20230109205336.3665937-41-surenb@google.com (mailing list archive)

State

New

Headers

Date: Mon,  9 Jan 2023 12:53:35 -0800
In-Reply-To: <20230109205336.3665937-1-surenb@google.com>
Mime-Version: 1.0
References: <20230109205336.3665937-1-surenb@google.com>
Message-ID: <20230109205336.3665937-41-surenb@google.com>
Subject: [PATCH 40/41] mm: separate vma->lock from vm_area_struct
From: Suren Baghdasaryan <surenb@google.com>
To: akpm@linux-foundation.org
Cc: michel@lespinasse.org, jglisse@google.com, mhocko@suse.com,
 vbabka@suse.cz,
	hannes@cmpxchg.org, mgorman@techsingularity.net, dave@stgolabs.net,
	willy@infradead.org, liam.howlett@oracle.com, peterz@infradead.org,
	ldufour@linux.ibm.com, laurent.dufour@fr.ibm.com, paulmck@kernel.org,
	luto@kernel.org, songliubraving@fb.com, peterx@redhat.com, david@redhat.com,
	dhowells@redhat.com, hughd@google.com, bigeasy@linutronix.de,
	kent.overstreet@linux.dev, punit.agrawal@bytedance.com, lstoakes@gmail.com,
	peterjung1337@gmail.com, rientjes@google.com, axelrasmussen@google.com,
	joelaf@google.com, minchan@google.com, jannh@google.com, shakeelb@google.com,
	tatashin@google.com, edumazet@google.com, gthelen@google.com,
	gurua@google.com, arjunroy@google.com, soheil@google.com,
	hughlynch@google.com, leewalsh@google.com, posk@google.com,
	linux-mm@kvack.org, linux-arm-kernel@lists.infradead.org,
	linuxppc-dev@lists.ozlabs.org, x86@kernel.org, linux-kernel@vger.kernel.org,
	kernel-team@android.com, surenb@google.com
Content-Type: text/plain; charset="UTF-8"
Sender: owner-linux-mm@kvack.org
Precedence: bulk

Series

Per-VMA locks | expand

Commit Message

Suren Baghdasaryan Jan. 9, 2023, 8:53 p.m. UTC

vma->lock being part of the vm_area_struct causes performance regression
during page faults because during contention its count and owner fields
are constantly updated and having other parts of vm_area_struct used
during page fault handling next to them causes constant cache line
bouncing. Fix that by moving the lock outside of the vm_area_struct.
All attempts to keep vma->lock inside vm_area_struct in a separate
cache line still produce performance regression especially on NUMA
machines. Smallest regression was achieved when lock is placed in the
fourth cache line but that bloats vm_area_struct to 256 bytes.
Considering performance and memory impact, separate lock looks like
the best option. It increases memory footprint of each VMA but that
will be addressed in the next patch.
Note that after this change vma_init() does not allocate or
initialize vma->lock anymore. A number of drivers allocate a pseudo
VMA on the stack but they never use the VMA's lock, therefore it does
not need to be allocated. The future drivers which might need the VMA
lock should use vm_area_alloc()/vm_area_free() to allocate it.

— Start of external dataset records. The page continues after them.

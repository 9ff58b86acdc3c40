use tracing::debug;

use crate::core::{
    AutohideMode, AutohidePolicy, GeometryCache, NodeId, Orientation, VisibilityState,
};
use crate::error::ScrollbarResult;
use crate::interaction::{DragSession, InteractionMode};
use crate::platform::{ScrollbarHost, Subscription};

use super::config_validation::{
    validate_autohide_policy, validate_config, validate_scroller_reference,
    validate_thumb_min_size,
};
use super::engine_core::EngineCore;
use super::{InvalidationRequest, RenderStats, ScrollbarConfig, ScrollerReference};

/// Main orchestration facade consumed by host integrations.
///
/// `ScrollbarEngine` owns the geometry cache, render scheduler, drag and
/// autohide state of one overlay, and talks to the outside world only
/// through its host `H`.
pub struct ScrollbarEngine<H: ScrollbarHost> {
    pub(super) host: H,
    pub(super) core: EngineCore,
}

impl<H: ScrollbarHost> ScrollbarEngine<H> {
    /// Creates a live engine with no scroll target yet.
    ///
    /// Call [`on_attach`](Self::on_attach) once the overlay is mounted, or
    /// [`attach`](Self::attach) to bind a target directly.
    pub fn new(host: H, config: ScrollbarConfig) -> ScrollbarResult<Self> {
        validate_config(&config)?;
        debug!(
            orientation = ?config.orientation,
            autohide = ?config.autohide,
            mode = ?config.autohide_mode,
            "create scrollbar engine"
        );
        Ok(Self {
            host,
            core: EngineCore::new(config),
        })
    }

    #[must_use]
    pub fn config(&self) -> &ScrollbarConfig {
        &self.core.config
    }

    #[must_use]
    pub fn host(&self) -> &H {
        &self.host
    }

    #[must_use]
    pub fn host_mut(&mut self) -> &mut H {
        &mut self.host
    }

    #[must_use]
    pub fn into_host(self) -> H {
        self.host
    }

    #[must_use]
    pub fn is_live(&self) -> bool {
        self.core.live
    }

    #[must_use]
    pub fn target(&self) -> Option<NodeId> {
        self.core.target
    }

    #[must_use]
    pub fn mount(&self) -> Option<NodeId> {
        self.core.mount
    }

    #[must_use]
    pub fn geometry(&self) -> GeometryCache {
        self.core.geometry
    }

    /// Progress observed by the latest render pass.
    #[must_use]
    pub fn progress(&self) -> f64 {
        self.core.progress
    }

    #[must_use]
    pub fn is_scrollable(&self) -> bool {
        self.core.target.is_some() && self.core.geometry.is_scrollable()
    }

    #[must_use]
    pub fn is_visible(&self) -> bool {
        self.core.visibility.visible
    }

    #[must_use]
    pub fn visibility_state(&self) -> VisibilityState {
        self.core.visibility
    }

    #[must_use]
    pub fn interaction_mode(&self) -> InteractionMode {
        self.core.drag.mode()
    }

    #[must_use]
    pub fn is_dragging(&self) -> bool {
        self.core.drag.is_dragging()
    }

    #[must_use]
    pub fn drag_session(&self) -> Option<DragSession> {
        self.core.drag.session()
    }

    #[must_use]
    pub fn render_stats(&self) -> RenderStats {
        self.core.scheduler.stats
    }

    #[must_use]
    pub fn has_pending_frame(&self) -> bool {
        self.core.scheduler.has_pending_frame()
    }

    #[must_use]
    pub fn pending_invalidation(&self) -> InvalidationRequest {
        self.core.scheduler.pending_request()
    }

    /// Subscriptions currently installed on the host, in installation order.
    #[must_use]
    pub fn subscriptions(&self) -> Vec<Subscription> {
        self.core.hub.subscriptions().collect()
    }

    pub fn set_orientation(&mut self, orientation: Orientation) {
        if self.core.config.orientation == orientation {
            return;
        }
        debug!(?orientation, "orientation changed");
        self.core.config.orientation = orientation;
        self.core.last_render.invalidate_size();
        self.core.last_render.thumb_offset = None;
        self.invalidate(InvalidationRequest::geometry());
    }

    pub fn set_thumb_min_size(&mut self, size: f64) -> ScrollbarResult<()> {
        validate_thumb_min_size(size)?;
        self.core.config.thumb_min_size = size;
        self.core.last_render.invalidate_size();
        self.invalidate(InvalidationRequest::geometry());
        Ok(())
    }

    pub fn set_autohide(&mut self, policy: AutohidePolicy) -> ScrollbarResult<()> {
        validate_autohide_policy(policy)?;
        if self.core.config.autohide == policy {
            return Ok(());
        }
        debug!(?policy, "autohide policy changed");
        self.core.config.autohide = policy;
        self.core.visibility.policy = policy;
        self.evaluate_visibility();
        Ok(())
    }

    pub fn set_autohide_mode(&mut self, mode: AutohideMode) {
        if self.core.config.autohide_mode == mode {
            return;
        }
        debug!(?mode, "autohide mode changed");
        self.core.config.autohide_mode = mode;
        self.core.visibility.mode = mode;
        self.evaluate_visibility();
    }

    /// Replaces the scroller reference and rebinds when live.
    pub fn set_scroller_reference(
        &mut self,
        reference: impl Into<ScrollerReference>,
    ) -> ScrollbarResult<()> {
        let reference = reference.into();
        validate_scroller_reference(&reference)?;
        self.attach(reference);
        Ok(())
    }

    /// Queues a render for the next frame.
    pub fn invalidate(&mut self, request: InvalidationRequest) {
        if !self.core.live {
            return;
        }
        self.core.scheduler.invalidate(request, &mut self.host);
    }
}
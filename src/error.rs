use thiserror::Error;

pub type ScrollbarResult<T> = Result<T, ScrollbarError>;

#[derive(Debug, Error)]
pub enum ScrollbarError {
    #[error("invalid configuration: {0}")]
    InvalidConfig(String),

    #[error("invalid thumb frame: {0}")]
    InvalidFrame(String),

    #[error("pointer {pointer_id} is not captured by the stage")]
    PointerCaptureLost { pointer_id: i32 },
}
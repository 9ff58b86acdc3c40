use overlay_scrollbar::api::{ScrollbarConfig, ScrollbarEngine};
use overlay_scrollbar::core::{NodeId, Orientation, Rect, ScrollBehavior, Size};
use overlay_scrollbar::interaction::{
    EventDisposition, HitTarget, InteractionMode, PointerButton, PointerInput,
};
use overlay_scrollbar::platform::{
    HeadlessHost, ObservedNode, ObservedTopic, ScrollDocument, Subscription,
};

const STAGE_TOP: f64 = 100.0;

// thumb 80px, stage travel 320px, scroll travel 1600px
fn build_engine() -> (ScrollbarEngine<HeadlessHost>, NodeId) {
    let mut host = HeadlessHost::new(Size::new(1024.0, 768.0));
    let body = host.body().expect("body");
    let list = host.add_node(body);
    host.set_client_size(list, Size::new(300.0, 400.0));
    host.set_scroll_size(list, Size::new(300.0, 2000.0));
    let mount = host.add_node(body);
    host.set_stage_rect(Rect::new(290.0, STAGE_TOP, 10.0, 400.0));

    let config = ScrollbarConfig::default().with_scroller(list);
    let mut engine = ScrollbarEngine::new(host, config).expect("engine init");
    engine.on_attach(mount);
    engine.settle();
    (engine, list)
}

fn press(pointer_id: i32, y: f64, hit: HitTarget) -> PointerInput {
    PointerInput::primary(pointer_id, 295.0, y, hit)
}

#[test]
fn track_click_jumps_thumb_center_to_pointer() {
    let (mut engine, list) = build_engine();
    let stage_extent = 400.0;
    let thumb = engine.geometry().thumb_extent;
    let expected = ((0.4 * stage_extent - thumb / 2.0) / engine.geometry().stage_max_delta)
        .clamp(0.0, 1.0);

    let disposition =
        engine.pointer_down(press(1, STAGE_TOP + 0.4 * stage_extent, HitTarget::Track));
    assert_eq!(disposition, EventDisposition::consumed());

    let write = *engine.host().scroll_writes.last().expect("jump write");
    assert_eq!(write.node, list);
    assert_eq!(write.behavior, ScrollBehavior::Smooth);
    assert_eq!(write.offset, expected * 1600.0);

    engine.settle();
    assert!((engine.progress() - expected).abs() <= 1e-9);
    assert_eq!(engine.drag_session().expect("session").start_progress, expected);
}

#[test]
fn thumb_drag_scrolls_proportionally_and_instantly() {
    let (mut engine, list) = build_engine();

    engine.pointer_down(press(4, STAGE_TOP + 20.0, HitTarget::Thumb));
    assert!(engine.host().scroll_writes.is_empty());
    assert_eq!(engine.interaction_mode(), InteractionMode::Dragging);
    assert!(engine.host().is_pointer_captured(4));
    assert!(
        engine
            .host()
            .is_observed(ObservedTopic::DragTracking, ObservedNode::Stage)
    );

    engine.pointer_move(press(4, STAGE_TOP + 20.0 + 160.0, HitTarget::Thumb));
    engine.settle();
    let write = *engine.host().scroll_writes.last().expect("drag write");
    assert_eq!(write.behavior, ScrollBehavior::Instant);
    assert_eq!(engine.host().scroll_offset(list, Orientation::Vertical), 800.0);
    assert_eq!(engine.progress(), 0.5);
    assert_eq!(engine.host().thumb_offset(), 160.0);

    engine.pointer_up(4);
    assert_eq!(engine.interaction_mode(), InteractionMode::Idle);
    assert!(!engine.host().is_pointer_captured(4));
    assert!(
        !engine
            .host()
            .is_observed(ObservedTopic::DragTracking, ObservedNode::Stage)
    );
}

#[test]
fn drag_progress_is_clamped_at_both_ends() {
    let (mut engine, list) = build_engine();
    engine.pointer_down(press(1, STAGE_TOP + 10.0, HitTarget::Thumb));

    engine.pointer_move(press(1, 50_000.0, HitTarget::Thumb));
    engine.settle();
    assert_eq!(engine.host().scroll_offset(list, Orientation::Vertical), 1600.0);
    assert_eq!(engine.progress(), 1.0);

    engine.pointer_move(press(1, -50_000.0, HitTarget::Thumb));
    engine.settle();
    assert_eq!(engine.host().scroll_offset(list, Orientation::Vertical), 0.0);
    assert_eq!(engine.progress(), 0.0);
}

#[test]
fn mismatched_pointer_ids_are_ignored() {
    let (mut engine, _) = build_engine();
    engine.pointer_down(press(1, STAGE_TOP + 10.0, HitTarget::Thumb));

    engine.pointer_move(press(2, STAGE_TOP + 300.0, HitTarget::Thumb));
    engine.pointer_up(2);
    engine.pointer_cancel(2);
    assert!(engine.host().scroll_writes.is_empty());
    assert!(engine.is_dragging());
    assert!(engine.host().is_pointer_captured(1));

    let second = engine.pointer_down(press(2, STAGE_TOP + 300.0, HitTarget::Track));
    assert_eq!(second, EventDisposition::untouched());
    assert_eq!(engine.drag_session().expect("session").pointer_id, 1);

    engine.pointer_cancel(1);
    assert!(!engine.is_dragging());
}

#[test]
fn non_primary_buttons_do_not_start_a_drag() {
    let (mut engine, _) = build_engine();
    let input =
        press(1, STAGE_TOP + 200.0, HitTarget::Track).with_button(PointerButton::Secondary);

    assert_eq!(engine.pointer_down(input), EventDisposition::untouched());
    assert!(!engine.is_dragging());
    assert!(engine.host().scroll_writes.is_empty());
}

#[test]
fn lost_capture_still_ends_the_drag() {
    let (mut engine, _) = build_engine();
    engine.pointer_down(press(9, STAGE_TOP + 10.0, HitTarget::Thumb));
    engine.host_mut().lose_pointer_capture(9);

    engine.pointer_up(9);
    assert!(!engine.is_dragging());
    assert_eq!(engine.host().capture_releases, vec![9]);
    assert!(
        !engine
            .subscriptions()
            .contains(&Subscription::new(ObservedTopic::DragTracking, ObservedNode::Stage))
    );
}

#[test]
fn horizontal_track_click_uses_the_x_axis() {
    let mut host = HeadlessHost::new(Size::new(1024.0, 768.0));
    let body = host.body().expect("body");
    let strip = host.add_node(body);
    host.set_client_size(strip, Size::new(500.0, 100.0));
    host.set_scroll_size(strip, Size::new(2500.0, 100.0));
    let mount = host.add_node(body);
    // thumb 100px, stage travel 400px, scroll travel 2000px
    host.set_stage_rect(Rect::new(40.0, 90.0, 500.0, 10.0));

    let config = ScrollbarConfig::horizontal().with_scroller(strip);
    let mut engine = ScrollbarEngine::new(host, config).expect("engine init");
    engine.on_attach(mount);
    engine.settle();

    let click = PointerInput::primary(1, 40.0 + 0.4 * 500.0, 95.0, HitTarget::Track);
    assert_eq!(engine.pointer_down(click), EventDisposition::consumed());

    let write = *engine.host().scroll_writes.last().expect("jump write");
    assert_eq!(write.orientation, Orientation::Horizontal);
    assert_eq!(write.offset, 750.0);

    engine.settle();
    assert_eq!(engine.progress(), 0.375);
    assert_eq!(engine.host().thumb_offset(), 150.0);
    engine.pointer_up(1);
}
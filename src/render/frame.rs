use serde::{Deserialize, Serialize};

use crate::core::Orientation;
use crate::error::{ScrollbarError, ScrollbarResult};

/// Surface writes produced by one render pass.
///
/// Only the parts that changed since the previous pass are set, so a
/// surface can apply the frame without diffing.
#[derive(Debug, Clone, Copy, PartialEq, Serialize, Deserialize)]
pub struct ThumbFrame {
    pub orientation: Orientation,
    /// New thumb length along the axis; the cross-axis size is left to styles.
    pub thumb_extent: Option<f64>,
    /// New thumb translation along the axis.
    pub thumb_offset: Option<f64>,
}

impl ThumbFrame {
    #[must_use]
    pub fn new(orientation: Orientation) -> Self {
        Self {
            orientation,
            thumb_extent: None,
            thumb_offset: None,
        }
    }

    #[must_use]
    pub fn with_thumb_extent(mut self, extent: f64) -> Self {
        self.thumb_extent = Some(extent);
        self
    }

    #[must_use]
    pub fn with_thumb_offset(mut self, offset: f64) -> Self {
        self.thumb_offset = Some(offset);
        self
    }

    pub fn validate(&self) -> ScrollbarResult<()> {
        if let Some(extent) = self.thumb_extent
            && (!extent.is_finite() || extent < 0.0)
        {
            return Err(ScrollbarError::InvalidFrame(format!(
                "thumb extent must be finite and non-negative, got {extent}"
            )));
        }
        if let Some(offset) = self.thumb_offset
            && (!offset.is_finite() || offset < 0.0)
        {
            return Err(ScrollbarError::InvalidFrame(format!(
                "thumb offset must be finite and non-negative, got {offset}"
            )));
        }
        Ok(())
    }

    #[must_use]
    pub fn is_empty(&self) -> bool {
        self.thumb_extent.is_none() && self.thumb_offset.is_none()
    }
}
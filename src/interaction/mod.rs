use serde::{Deserialize, Serialize};

use crate::core::{GeometryCache, Orientation, Rect};

#[derive(Debug, Clone, Copy, PartialEq, Eq, Serialize, Deserialize)]
pub enum InteractionMode {
    Idle,
    Dragging,
}

/// Mouse button reported with a pointer-down.
#[derive(Debug, Clone, Copy, PartialEq, Eq, Hash, Serialize, Deserialize)]
pub enum PointerButton {
    Primary,
    Auxiliary,
    Secondary,
    Other(u16),
}

/// Part of the stage a pointer-down landed on.
#[derive(Debug, Clone, Copy, PartialEq, Eq, Hash, Serialize, Deserialize)]
pub enum HitTarget {
    Thumb,
    Track,
}

/// Pointer event delivered by the host, in client coordinates.
#[derive(Debug, Clone, Copy, PartialEq, Serialize, Deserialize)]
pub struct PointerInput {
    pub pointer_id: i32,
    pub button: PointerButton,
    pub client_x: f64,
    pub client_y: f64,
    pub hit: HitTarget,
}

impl PointerInput {
    #[must_use]
    pub fn primary(pointer_id: i32, client_x: f64, client_y: f64, hit: HitTarget) -> Self {
        Self {
            pointer_id,
            button: PointerButton::Primary,
            client_x,
            client_y,
            hit,
        }
    }

    #[must_use]
    pub fn with_button(mut self, button: PointerButton) -> Self {
        self.button = button;
        self
    }

    #[must_use]
    pub fn coord(&self, orientation: Orientation) -> f64 {
        orientation.along(self.client_x, self.client_y)
    }
}

/// What the host should do with the native event after the engine handled it.
#[derive(Debug, Clone, Copy, PartialEq, Eq, Default, Serialize, Deserialize)]
pub struct EventDisposition {
    pub prevent_default: bool,
    pub stop_propagation: bool,
}

impl EventDisposition {
    #[must_use]
    pub const fn untouched() -> Self {
        Self {
            prevent_default: false,
            stop_propagation: false,
        }
    }

    #[must_use]
    pub const fn consumed() -> Self {
        Self {
            prevent_default: true,
            stop_propagation: true,
        }
    }

    #[must_use]
    pub const fn is_consumed(self) -> bool {
        self.prevent_default && self.stop_propagation
    }
}

/// One continuous pointer gesture on the stage.
#[derive(Debug, Clone, Copy, PartialEq, Serialize, Deserialize)]
pub struct DragSession {
    pub pointer_id: i32,
    pub start_pointer_coord: f64,
    pub start_progress: f64,
}

/// Result of starting a gesture: where the target should scroll first, if anywhere.
#[derive(Debug, Clone, Copy, PartialEq)]
pub struct DragStart {
    pub session: DragSession,
    /// Set when the pointer landed on the track and the thumb must jump.
    pub jump_to: Option<f64>,
}

/// Pointer state machine: `Idle` until a primary press, `Dragging` until the
/// matching release or cancel.
#[derive(Debug, Clone, Copy, PartialEq, Default)]
pub struct DragState {
    session: Option<DragSession>,
}

impl DragState {
    #[must_use]
    pub fn mode(&self) -> InteractionMode {
        if self.session.is_some() {
            InteractionMode::Dragging
        } else {
            InteractionMode::Idle
        }
    }

    #[must_use]
    pub fn is_dragging(&self) -> bool {
        self.session.is_some()
    }

    #[must_use]
    pub fn session(&self) -> Option<DragSession> {
        self.session
    }

    /// Starts a gesture; `None` when the press must be ignored.
    pub fn begin(
        &mut self,
        input: PointerInput,
        stage_rect: Rect,
        geometry: &GeometryCache,
        current_progress: f64,
    ) -> Option<DragStart> {
        if input.button != PointerButton::Primary || self.session.is_some() {
            return None;
        }

        let orientation = geometry.orientation;
        let coord = input.coord(orientation);
        let jump_to = match input.hit {
            HitTarget::Thumb => None,
            HitTarget::Track => {
                Some(geometry.jump_progress(coord - stage_rect.start(orientation)))
            }
        };

        let session = DragSession {
            pointer_id: input.pointer_id,
            start_pointer_coord: coord,
            start_progress: jump_to.unwrap_or(current_progress),
        };
        self.session = Some(session);
        Some(DragStart { session, jump_to })
    }

    /// Progress for a move of the tracked pointer; `None` for foreign pointers.
    #[must_use]
    pub fn track(&self, input: PointerInput, geometry: &GeometryCache) -> Option<f64> {
        let session = self.session.filter(|s| s.pointer_id == input.pointer_id)?;
        let delta = input.coord(geometry.orientation) - session.start_pointer_coord;
        Some(geometry.drag_progress(session.start_progress, delta))
    }

    /// Ends the gesture for the tracked pointer.
    pub fn finish(&mut self, pointer_id: i32) -> Option<DragSession> {
        match self.session {
            Some(session) if session.pointer_id == pointer_id => self.session.take(),
            _ => None,
        }
    }

    /// Drops whatever gesture is in flight.
    pub fn force_idle(&mut self) -> Option<DragSession> {
        self.session.take()
    }
}

#[cfg(test)]
mod tests {
    use approx::assert_relative_eq;

    use super::{DragState, HitTarget, InteractionMode, PointerButton, PointerInput};
    use crate::core::{GeometryCache, Orientation, Rect, ScrollMetrics, Size};

    fn geometry() -> GeometryCache {
        // thumb 80, stage travel 320
        GeometryCache::recompute(
            ScrollMetrics::new(Size::new(100.0, 2000.0), Size::new(100.0, 400.0)),
            Size::new(10.0, 400.0),
            Orientation::Vertical,
            50.0,
        )
    }

    fn stage() -> Rect {
        Rect::new(90.0, 20.0, 10.0, 400.0)
    }

    #[test]
    fn thumb_press_keeps_current_progress() {
        let mut drag = DragState::default();
        let start = drag
            .begin(
                PointerInput::primary(1, 95.0, 120.0, HitTarget::Thumb),
                stage(),
                &geometry(),
                0.25,
            )
            .expect("drag starts");
        assert_eq!(start.jump_to, None);
        assert_relative_eq!(start.session.start_progress, 0.25);
        assert_eq!(drag.mode(), InteractionMode::Dragging);
    }

    #[test]
    fn track_press_jumps_centered_on_pointer() {
        let mut drag = DragState::default();
        let start = drag
            .begin(
                PointerInput::primary(1, 95.0, 20.0 + 200.0, HitTarget::Track),
                stage(),
                &geometry(),
                0.0,
            )
            .expect("drag starts");
        assert_relative_eq!(start.jump_to.expect("jump"), (200.0 - 40.0) / 320.0);
    }

    #[test]
    fn secondary_button_and_second_press_are_ignored() {
        let mut drag = DragState::default();
        let secondary = PointerInput::primary(1, 0.0, 0.0, HitTarget::Thumb)
            .with_button(PointerButton::Secondary);
        assert!(drag.begin(secondary, stage(), &geometry(), 0.0).is_none());

        let press = PointerInput::primary(1, 0.0, 100.0, HitTarget::Thumb);
        assert!(drag.begin(press, stage(), &geometry(), 0.0).is_some());
        let other = PointerInput::primary(2, 0.0, 100.0, HitTarget::Thumb);
        assert!(drag.begin(other, stage(), &geometry(), 0.0).is_none());
        assert_eq!(drag.session().expect("session").pointer_id, 1);
    }

    #[test]
    fn moves_are_clamped_and_foreign_pointers_ignored() {
        let mut drag = DragState::default();
        let _ = drag.begin(
            PointerInput::primary(7, 0.0, 100.0, HitTarget::Thumb),
            stage(),
            &geometry(),
            0.5,
        );

        let forward = PointerInput::primary(7, 0.0, 100.0 + 32.0, HitTarget::Thumb);
        assert_relative_eq!(drag.track(forward, &geometry()).expect("tracked"), 0.6);

        let far = PointerInput::primary(7, 0.0, 100_000.0, HitTarget::Thumb);
        assert_eq!(drag.track(far, &geometry()), Some(1.0));
        let back = PointerInput::primary(7, 0.0, -100_000.0, HitTarget::Thumb);
        assert_eq!(drag.track(back, &geometry()), Some(0.0));

        let foreign = PointerInput::primary(8, 0.0, 300.0, HitTarget::Thumb);
        assert_eq!(drag.track(foreign, &geometry()), None);
    }

    #[test]
    fn finish_requires_matching_pointer() {
        let mut drag = DragState::default();
        let _ = drag.begin(
            PointerInput::primary(3, 0.0, 0.0, HitTarget::Thumb),
            stage(),
            &geometry(),
            0.0,
        );
        assert!(drag.finish(4).is_none());
        assert!(drag.is_dragging());
        assert!(drag.finish(3).is_some());
        assert_eq!(drag.mode(), InteractionMode::Idle);
    }
}
/// Smallest thumb the overlay ever draws for a scrollable target.
pub const THUMB_FLOOR_PX: f64 = 10.0;

/// Share of the stage a minimum-size thumb may occupy at most.
pub const THUMB_MIN_STAGE_RATIO: f64 = 0.8;

/// Progress above this value snaps to the end of the range.
pub const PROGRESS_END_SNAP: f64 = 0.999;

#[must_use]
pub fn clamp_progress(value: f64) -> f64 {
    if value.is_nan() {
        return 0.0;
    }
    value.clamp(0.0, 1.0)
}

/// Rounds to two decimals, the precision the surface styles are written with.
#[must_use]
pub fn round2(value: f64) -> f64 {
    (value * 100.0).round() / 100.0
}

/// Replaces a zero (or non-finite) divisor with 1.
#[must_use]
pub fn nonzero_divisor(value: f64) -> f64 {
    if value == 0.0 || !value.is_finite() {
        1.0
    } else {
        value
    }
}
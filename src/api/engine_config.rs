use serde::{Deserialize, Serialize};

use crate::core::{
    AutohideMode, AutohidePolicy, DEFAULT_THUMB_MIN_SIZE, NodeId, Orientation,
};
use crate::error::{ScrollbarError, ScrollbarResult};

use super::config_validation::validate_config;

/// How the engine finds the element it mirrors.
#[derive(Debug, Clone, PartialEq, Eq, Serialize, Deserialize, Default)]
#[serde(rename_all = "snake_case")]
pub enum ScrollerReference {
    /// Walk up from the mount looking for a marked scroller.
    #[default]
    Auto,
    Selector(String),
    Node(NodeId),
}

impl From<NodeId> for ScrollerReference {
    fn from(node: NodeId) -> Self {
        Self::Node(node)
    }
}

impl From<&str> for ScrollerReference {
    fn from(selector: &str) -> Self {
        Self::Selector(selector.to_owned())
    }
}

impl From<String> for ScrollerReference {
    fn from(selector: String) -> Self {
        Self::Selector(selector)
    }
}

impl From<Option<NodeId>> for ScrollerReference {
    fn from(node: Option<NodeId>) -> Self {
        node.map_or(Self::Auto, Self::Node)
    }
}

/// Public engine bootstrap configuration.
///
/// Serializable so hosts can keep scrollbar setup next to the rest of their
/// theme/layout configuration.
#[derive(Debug, Clone, PartialEq, Serialize, Deserialize)]
pub struct ScrollbarConfig {
    #[serde(default)]
    pub orientation: Orientation,
    #[serde(default)]
    pub scroller: ScrollerReference,
    #[serde(default)]
    pub autohide: AutohidePolicy,
    #[serde(default)]
    pub autohide_mode: AutohideMode,
    /// Fallback minimum thumb length when the surface exposes no themed value.
    #[serde(default = "default_thumb_min_size")]
    pub thumb_min_size: f64,
}

impl Default for ScrollbarConfig {
    fn default() -> Self {
        Self {
            orientation: Orientation::Vertical,
            scroller: ScrollerReference::Auto,
            autohide: AutohidePolicy::Disabled,
            autohide_mode: AutohideMode::All,
            thumb_min_size: default_thumb_min_size(),
        }
    }
}

impl ScrollbarConfig {
    #[must_use]
    pub fn new(orientation: Orientation) -> Self {
        Self {
            orientation,
            ..Self::default()
        }
    }

    #[must_use]
    pub fn horizontal() -> Self {
        Self::new(Orientation::Horizontal)
    }

    #[must_use]
    pub fn with_scroller(mut self, scroller: impl Into<ScrollerReference>) -> Self {
        self.scroller = scroller.into();
        self
    }

    /// Enables autohide with the given fade delay.
    #[must_use]
    pub fn with_autohide(mut self, delay_ms: u64) -> Self {
        self.autohide = AutohidePolicy::Enabled { delay_ms };
        self
    }

    #[must_use]
    pub fn with_autohide_policy(mut self, policy: AutohidePolicy) -> Self {
        self.autohide = policy;
        self
    }

    #[must_use]
    pub fn with_autohide_mode(mut self, mode: AutohideMode) -> Self {
        self.autohide_mode = mode;
        self
    }

    #[must_use]
    pub fn with_thumb_min_size(mut self, size: f64) -> Self {
        self.thumb_min_size = size;
        self
    }

    pub fn validate(&self) -> ScrollbarResult<()> {
        validate_config(self)
    }

    pub fn from_json_str(input: &str) -> ScrollbarResult<Self> {
        let config: Self = serde_json::from_str(input).map_err(|e| {
            ScrollbarError::InvalidConfig(format!("failed to parse config json: {e}"))
        })?;
        config.validate()?;
        Ok(config)
    }

    pub fn to_json_string_pretty(&self) -> ScrollbarResult<String> {
        serde_json::to_string_pretty(self).map_err(|e| {
            ScrollbarError::InvalidConfig(format!("failed to serialize config json: {e}"))
        })
    }
}

fn default_thumb_min_size() -> f64 {
    DEFAULT_THUMB_MIN_SIZE
}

Signed-off-by: Suren Baghdasaryan <surenb@google.com>
---
 include/linux/mm.h       | 25 ++++++------
 include/linux/mm_types.h |  6 ++-
 kernel/fork.c            | 82 ++++++++++++++++++++++++++++------------
 3 files changed, 74 insertions(+), 39 deletions(-)

Comments

Jann Horn Jan. 17, 2023, 6:33 p.m. UTC | #1

On Mon, Jan 9, 2023 at 9:55 PM Suren Baghdasaryan <surenb@google.com> wrote:
> vma->lock being part of the vm_area_struct causes performance regression
> during page faults because during contention its count and owner fields
> are constantly updated and having other parts of vm_area_struct used
> during page fault handling next to them causes constant cache line
> bouncing. Fix that by moving the lock outside of the vm_area_struct.
> All attempts to keep vma->lock inside vm_area_struct in a separate
> cache line still produce performance regression especially on NUMA
> machines. Smallest regression was achieved when lock is placed in the
> fourth cache line but that bloats vm_area_struct to 256 bytes.

Just checking: When you tested putting the lock in different cache
lines, did you force the slab allocator to actually store the
vm_area_struct with cacheline alignment (by setting SLAB_HWCACHE_ALIGN
on the slab or with a ____cacheline_aligned_in_smp on the struct
definition)?

Suren Baghdasaryan Jan. 17, 2023, 7:01 p.m. UTC | #2

On Tue, Jan 17, 2023 at 10:34 AM Jann Horn <jannh@google.com> wrote:
>
> On Mon, Jan 9, 2023 at 9:55 PM Suren Baghdasaryan <surenb@google.com> wrote:
> > vma->lock being part of the vm_area_struct causes performance regression
> > during page faults because during contention its count and owner fields
> > are constantly updated and having other parts of vm_area_struct used
> > during page fault handling next to them causes constant cache line
> > bouncing. Fix that by moving the lock outside of the vm_area_struct.
> > All attempts to keep vma->lock inside vm_area_struct in a separate
> > cache line still produce performance regression especially on NUMA
> > machines. Smallest regression was achieved when lock is placed in the
> > fourth cache line but that bloats vm_area_struct to 256 bytes.
>
> Just checking: When you tested putting the lock in different cache
> lines, did you force the slab allocator to actually store the
> vm_area_struct with cacheline alignment (by setting SLAB_HWCACHE_ALIGN
> on the slab or with a ____cacheline_aligned_in_smp on the struct
> definition)?

Yep, I tried all these combinations and still saw noticeable regression.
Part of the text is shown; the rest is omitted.